1.    De minister heeft de Afdeling wegens het bestaan van gewichtige redenen verzocht te bepalen dat alleen de Afdeling van de stukken kennis zal nemen. Kennisneming van de stukken door de wederpartij zal lopende en toekomstige onderzoeken bemoeilijken en daardoor leiden tot schade voor de nationale veiligheid, aldus de minister.

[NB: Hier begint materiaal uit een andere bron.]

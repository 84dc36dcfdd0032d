//! Media model and its construction from ffprobe documents.

pub mod document;
pub mod info;

pub use document::{ProbeDocument, media_info_from_document};
pub use info::{CodecType, FieldOrder, MediaInfo, Rational, Stream};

2.    Gelet op artikel 8:29, derde lid, van de Awb beslist de Afdeling of de weigering dan wel beperking van de kennisneming van een stuk gerechtvaardigd is. Deze beslissing vergt een afweging van belangen. Enerzijds speelt hierbij het belang dat partijen gelijkelijk beschikken over de voor het hoger beroep relevante informatie en het belang dat de bestuursrechter beschikt over alle informatie die nodig is om de zaak op een juiste en zorgvuldige wijze af te doen. Daartegenover staat dat de kennisneming door partijen van bepaalde gegevens het algemeen belang, het belang van één of meer partijen en/of het belang van derden onevenredig kan schaden.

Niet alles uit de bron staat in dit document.